Problem details = Would you transcribe all of the data exactly, down to the last character?

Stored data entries

----

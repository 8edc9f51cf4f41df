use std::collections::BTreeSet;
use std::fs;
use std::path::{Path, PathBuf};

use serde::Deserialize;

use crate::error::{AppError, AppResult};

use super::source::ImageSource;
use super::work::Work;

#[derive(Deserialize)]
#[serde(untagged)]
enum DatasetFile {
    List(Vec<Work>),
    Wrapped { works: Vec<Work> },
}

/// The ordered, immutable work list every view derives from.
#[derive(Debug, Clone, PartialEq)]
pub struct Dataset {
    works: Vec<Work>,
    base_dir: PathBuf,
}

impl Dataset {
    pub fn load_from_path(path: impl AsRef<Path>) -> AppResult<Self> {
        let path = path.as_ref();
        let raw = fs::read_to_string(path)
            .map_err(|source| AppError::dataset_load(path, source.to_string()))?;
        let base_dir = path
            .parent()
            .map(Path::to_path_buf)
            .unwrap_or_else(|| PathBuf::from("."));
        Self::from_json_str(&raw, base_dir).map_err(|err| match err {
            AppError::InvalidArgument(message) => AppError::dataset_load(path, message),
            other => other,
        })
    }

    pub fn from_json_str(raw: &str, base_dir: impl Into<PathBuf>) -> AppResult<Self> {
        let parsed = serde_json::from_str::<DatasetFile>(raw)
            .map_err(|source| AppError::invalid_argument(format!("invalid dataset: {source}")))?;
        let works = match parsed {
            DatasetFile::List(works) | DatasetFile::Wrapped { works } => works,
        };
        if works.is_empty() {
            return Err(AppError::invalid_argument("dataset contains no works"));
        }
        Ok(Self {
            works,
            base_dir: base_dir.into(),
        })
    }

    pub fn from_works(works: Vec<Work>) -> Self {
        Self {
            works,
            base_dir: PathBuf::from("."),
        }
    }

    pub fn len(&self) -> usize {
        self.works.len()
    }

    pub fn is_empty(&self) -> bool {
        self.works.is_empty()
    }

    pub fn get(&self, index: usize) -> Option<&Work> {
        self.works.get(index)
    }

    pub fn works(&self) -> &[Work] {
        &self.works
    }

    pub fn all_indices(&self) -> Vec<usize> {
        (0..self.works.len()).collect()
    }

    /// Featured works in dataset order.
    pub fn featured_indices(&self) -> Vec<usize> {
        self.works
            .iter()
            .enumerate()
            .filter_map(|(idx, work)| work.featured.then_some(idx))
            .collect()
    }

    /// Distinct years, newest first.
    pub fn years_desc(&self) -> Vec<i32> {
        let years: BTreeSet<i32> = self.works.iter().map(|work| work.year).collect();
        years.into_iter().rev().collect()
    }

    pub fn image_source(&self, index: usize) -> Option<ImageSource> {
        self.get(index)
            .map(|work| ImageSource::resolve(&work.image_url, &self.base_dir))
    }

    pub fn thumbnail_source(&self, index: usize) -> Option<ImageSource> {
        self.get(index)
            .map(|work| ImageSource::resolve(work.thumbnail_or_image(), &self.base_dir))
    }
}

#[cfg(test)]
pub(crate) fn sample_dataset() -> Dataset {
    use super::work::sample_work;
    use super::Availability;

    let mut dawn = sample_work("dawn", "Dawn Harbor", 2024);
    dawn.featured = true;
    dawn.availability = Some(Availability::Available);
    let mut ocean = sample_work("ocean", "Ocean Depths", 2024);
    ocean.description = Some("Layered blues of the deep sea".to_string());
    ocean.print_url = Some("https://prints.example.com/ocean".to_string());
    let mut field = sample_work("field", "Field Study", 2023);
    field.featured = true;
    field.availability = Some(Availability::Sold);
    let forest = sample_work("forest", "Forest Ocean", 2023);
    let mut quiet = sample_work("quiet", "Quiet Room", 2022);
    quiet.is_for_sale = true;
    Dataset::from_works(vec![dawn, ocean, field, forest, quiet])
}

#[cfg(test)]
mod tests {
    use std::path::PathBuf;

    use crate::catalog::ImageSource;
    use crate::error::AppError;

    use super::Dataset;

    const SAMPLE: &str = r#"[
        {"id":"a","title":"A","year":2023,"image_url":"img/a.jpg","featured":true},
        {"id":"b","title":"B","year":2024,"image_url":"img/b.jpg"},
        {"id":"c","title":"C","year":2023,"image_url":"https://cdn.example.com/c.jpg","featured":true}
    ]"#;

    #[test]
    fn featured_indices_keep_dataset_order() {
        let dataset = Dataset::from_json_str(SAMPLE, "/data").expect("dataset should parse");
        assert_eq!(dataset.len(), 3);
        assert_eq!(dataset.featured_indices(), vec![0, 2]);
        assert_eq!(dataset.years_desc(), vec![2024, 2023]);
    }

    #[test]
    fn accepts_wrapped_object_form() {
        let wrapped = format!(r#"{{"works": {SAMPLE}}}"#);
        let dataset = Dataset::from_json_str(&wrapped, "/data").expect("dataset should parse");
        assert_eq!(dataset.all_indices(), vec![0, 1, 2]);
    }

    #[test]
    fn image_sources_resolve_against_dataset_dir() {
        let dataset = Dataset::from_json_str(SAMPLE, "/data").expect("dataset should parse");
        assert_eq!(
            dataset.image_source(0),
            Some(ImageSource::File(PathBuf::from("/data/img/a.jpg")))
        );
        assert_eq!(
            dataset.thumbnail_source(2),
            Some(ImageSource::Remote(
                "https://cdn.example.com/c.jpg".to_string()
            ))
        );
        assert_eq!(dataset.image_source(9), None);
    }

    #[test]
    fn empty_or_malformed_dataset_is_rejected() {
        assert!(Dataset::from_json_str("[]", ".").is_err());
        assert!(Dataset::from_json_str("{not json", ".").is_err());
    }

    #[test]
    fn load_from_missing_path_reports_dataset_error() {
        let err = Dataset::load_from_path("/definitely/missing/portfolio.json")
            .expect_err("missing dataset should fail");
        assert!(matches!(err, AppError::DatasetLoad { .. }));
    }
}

----

Written solution =
repository 8edc9f51cf4f41df
use std::collections::BTreeSet;
use std::fs;
use std::path::{Path, PathBuf};

use serde::Deserialize;

use crate::error::{AppError, AppResult};

use super::source::ImageSource;
use super::work::Work;

#[derive(Deserialize)]
#[serde(untagged)]
enum DatasetFile {
    List(Vec<Work>),
    Wrapped { works: Vec<Work> },
}

/// The ordered, immutable work list every view derives from.
#[derive(Debug, Clone, PartialEq)]
pub struct Dataset {
    works: Vec<Work>,
    base_dir: PathBuf,
}

impl Dataset {
    pub fn load_from_path(path: impl AsRef<Path>) -> AppResult<Self> {
        let path = path.as_ref();
        let raw = fs::read_to_string(path)
            .map_err(|source| AppError::dataset_load(path, source.to_string()))?;
        let base_dir = path
            .parent()
            .map(Path::to_path_buf)
            .unwrap_or_else(|| PathBuf::from("."));
        Self::from_json_str(&raw, base_dir).map_err(|err| match err {
            AppError::InvalidArgument(message) => AppError::dataset_load(path, message),
            other => other,
        })
    }

    pub fn from_json_str(raw: &str, base_dir: impl Into<PathBuf>) -> AppResult<Self> {
        let parsed = serde_json::from_str::<DatasetFile>(raw)
            .map_err(|source| AppError::invalid_argument(format!("invalid dataset: {source}")))?;
        let works = match parsed {
            DatasetFile::List(works) | DatasetFile::Wrapped { works } => works,
        };
        if works.is_empty() {
            return Err(AppError::invalid_argument("dataset contains no works"));
        }
        Ok(Self {
            works,
            base_dir: base_dir.into(),
        })
    }

    pub fn from_works(works: Vec<Work>) -> Self {
        Self {
            works,
            base_dir: PathBuf::from("."),
        }
    }

    pub fn len(&self) -> usize {
        self.works.len()
    }

    pub fn is_empty(&self) -> bool {
        self.works.is_empty()
    }

    pub fn get(&self, index: usize) -> Option<&Work> {
        self.works.get(index)
    }

    pub fn works(&self) -> &[Work] {
        &self.works
    }

    pub fn all_indices(&self) -> Vec<usize> {
        (0..self.works.len()).collect()
    }

    /// Featured works in dataset order.
    pub fn featured_indices(&self) -> Vec<usize> {
        self.works
            .iter()
            .enumerate()
            .filter_map(|(idx, work)| work.featured.then_some(idx))
            .collect()
    }

    /// Distinct years, newest first.
    pub fn years_desc(&self) -> Vec<i32> {
        let years: BTreeSet<i32> = self.works.iter().map(|work| work.year).collect();
        years.into_iter().rev().collect()
    }

    pub fn image_source(&self, index: usize) -> Option<ImageSource> {
        self.get(index)
            .map(|work| ImageSource::resolve(&work.image_url, &self.base_dir))
    }

    pub fn thumbnail_source(&self, index: usize) -> Option<ImageSource> {
        self.get(index)
            .map(|work| ImageSource::resolve(work.thumbnail_or_image(), &self.base_dir))
    }
}

#[cfg(test)]
pub(crate) fn sample_dataset() -> Dataset {
    use super::work::sample_work;
    use super::Availability;

    let mut dawn = sample_work("dawn", "Dawn Harbor", 2024);
    dawn.featured = true;
    dawn.availability = Some(Availability::Available);
    let mut ocean = sample_work("ocean", "Ocean Depths", 2024);
    ocean.description = Some("Layered blues of the deep sea".to_string());
    ocean.print_url = Some("https://prints.example.com/ocean".to_string());
    let mut field = sample_work("field", "Field Study", 2023);
    field.featured = true;
    field.availability = Some(Availability::Sold);
    let forest = sample_work("forest", "Forest Ocean", 2023);
    let mut quiet = sample_work("quiet", "Quiet Room", 2022);
    quiet.is_for_sale = true;
    Dataset::from_works(vec![dawn, ocean, field, forest, quiet])
}

#[cfg(test)]
mod tests {
    use std::path::PathBuf;

    use crate::catalog::ImageSource;
    use crate::error::AppError;

    use super::Dataset;

    const SAMPLE: &str = r#"[
        {"id":"a","title":"A","year":2023,"image_url":"img/a.jpg","featured":true},
        {"id":"b","title":"B","year":2024,"image_url":"img/b.jpg"},
        {"id":"c","title":"C","year":2023,"image_url":"https://cdn.example.com/c.jpg","featured":true}
    ]"#;

    #[test]
    fn featured_indices_keep_dataset_order() {
        let dataset = Dataset::from_json_str(SAMPLE, "/data").expect("dataset should parse");
        assert_eq!(dataset.len(), 3);
        assert_eq!(dataset.featured_indices(), vec![0, 2]);
        assert_eq!(dataset.years_desc(), vec![2024, 2023]);
    }

    #[test]
    fn accepts_wrapped_object_form() {
        let wrapped = format!(r#"{{"works": {SAMPLE}}}"#);
        let dataset = Dataset::from_json_str(&wrapped, "/data").expect("dataset should parse");
        assert_eq!(dataset.all_indices(), vec![0, 1, 2]);
    }

    #[test]
    fn image_sources_resolve_against_dataset_dir() {
        let dataset = Dataset::from_json_str(SAMPLE, "/data").expect("dataset should parse");
        assert_eq!(
            dataset.image_source(0),
            Some(ImageSource::File(PathBuf::from("/data/img/a.jpg")))
        );
        assert_eq!(
            dataset.thumbnail_source(2),
            Some(ImageSource::Remote(
                "https://cdn.example.com/c.jpg".to_string()
            ))
        );
        assert_eq!(dataset.image_source(9), None);
    }

    #[test]
    fn empty_or_malformed_dataset_is_rejected() {
        assert!(Dataset::from_json_str("[]", ".").is_err());
        assert!(Dataset::from_json_str("{not json", ".").is_err());
    }

    #[test]
    fn load_from_missing_path_reports_dataset_error() {
        let err = Dataset::load_from_path("/definitely/missing/portfolio.json")
            .expect_err("missing dataset should fail");
        assert!(matches!(err, AppError::DatasetLoad { .. }));
    }
}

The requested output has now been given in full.